I watched with the volume off (DD's in the other room).
I agree, very tasteful. I found myself "narrating" in a droning teacher voice in my head








Thank you for such a wonderful post and a very good quality, good length video of the intact foreskin.

Many people I've spoken with (some males, too) think foreskin is a "flap" like a literal rectangular piece of skin that dangles off of just the top and covers the tip







... I don't know if they think it's supposed to button or snap or what







:

So, thank you for puting your penis under intense scrutiny







You are right, it is hard to put something like that out there, but it's kind of like being a lab rat, yk? (totally, OT, ok, maybe not- I "know" someone who is a medical model and she gets paid very well to let fumbling med students attempt to put diaphrams into her- how's that for a resume?)


----------



## KBecks (Jan 3, 2007)

I think the videos turned out very well. I've been looking at penis pictures for what to share with friends who have never seen an intact male and it's hard to find things that are appropriate. Thank you.

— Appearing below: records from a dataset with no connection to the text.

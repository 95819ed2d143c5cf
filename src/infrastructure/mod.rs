//! Infrastructure layer - External adapters and implementations
//!
//! This layer contains:
//! - Persistence: SQLite adapters for players, quests and battle history
//! - HTTP: REST API routes
//! - Battle sessions: in-memory active battles and per-player locks
//! - Clock: system time and randomness
//! - Config: Application configuration
//! - State: Shared application state

pub mod battle_sessions;
pub mod clock;
pub mod config;
pub mod http;
pub mod persistence;
pub mod state;
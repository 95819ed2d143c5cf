//! Domain entities - Core business objects with identity

mod achievement;
mod battle;
mod inventory;
mod player;
mod progress;
mod quest;
mod song;

pub use achievement::{achievement_catalog, Achievement, AchievementDefinition};
pub use battle::{
    BattleError, BattleSession, BattleState, NoteEvent, NoteJudgement, NoteResult,
    NOTE_SPACING_SECS,
};
pub use inventory::{starter_items, InventoryItem};
pub use player::{Player, PlayerStats, SkillAttributes, StoryProgress};
pub use progress::ProgressCounter;
pub use quest::Quest;
pub use song::{CatalogError, Song, SongCatalog};
//! Song difficulty tiers

use serde::{Deserialize, Serialize};

/// Difficulty tier of a song, 1 (easiest) through 5
#[derive(Debug, Clone, Copy, PartialEq, Eq, PartialOrd, Ord, Hash, Serialize, Deserialize)]
#[serde(try_from = "u8", into = "u8")]
pub struct DifficultyTier(u8);

#[derive(Debug, Clone, Copy, PartialEq, Eq, thiserror::Error)]
#[error("Difficulty tier must be between {min} and {max}, got {0}", min = DifficultyTier::MIN, max = DifficultyTier::MAX)]
pub struct InvalidDifficulty(pub u8);

impl DifficultyTier {
    pub const MIN: u8 = 1;
    pub const MAX: u8 = 5;
    pub const EASIEST: Self = Self(Self::MIN);

    pub fn new(value: u8) -> Result<Self, InvalidDifficulty> {
        if (Self::MIN..=Self::MAX).contains(&value) {
            Ok(Self(value))
        } else {
            Err(InvalidDifficulty(value))
        }
    }

    pub fn value(&self) -> u8 {
        self.0
    }

    /// Largest number of simultaneous arrows a note of this tier may require
    pub fn max_chord(&self) -> usize {
        match self.0 {
            1 => 1,
            2 => 2,
            3 => 3,
            n => usize::from(n).min(4),
        }
    }
}

impl TryFrom<u8> for DifficultyTier {
    type Error = InvalidDifficulty;

    fn try_from(value: u8) -> Result<Self, Self::Error> {
        Self::new(value)
    }
}

impl From<DifficultyTier> for u8 {
    fn from(tier: DifficultyTier) -> u8 {
        tier.0
    }
}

It would probably be very cool to add some educational subtitles to the videos so women can learn more about what's what and get info in context. I'm glad there is no voiceover because it might be too "hey, look at my penis".... but it's not like that at all.


----------



## painfulquestioning (Jun 11, 2007)

These are great! Thanks for making them I've added both of them to the foreskin mobility page: http://www.geocities.com/painfulques...turalresources

If any other intact males out there would like to make videos similar to his to help show the natural variation in foreskin and coverage, I would be glad to also add them to the page.


----------



## Lou Fimpke (Jan 17, 2008)

I just realized that I misspelled _glans_ with _glands_. There's big difference between the two, sorry.


----------



## Lauren82 (Feb 26, 2007)

Awesome!







Those are incredibly well done videos. You are lucky to have a healthy and whole penis. Will those videos stay up permanently? If not is there any way I can save them to my computer? I feel a little awkward asking that but I'd like to have them for future educational use.


----------



## KBecks (Jan 3, 2007)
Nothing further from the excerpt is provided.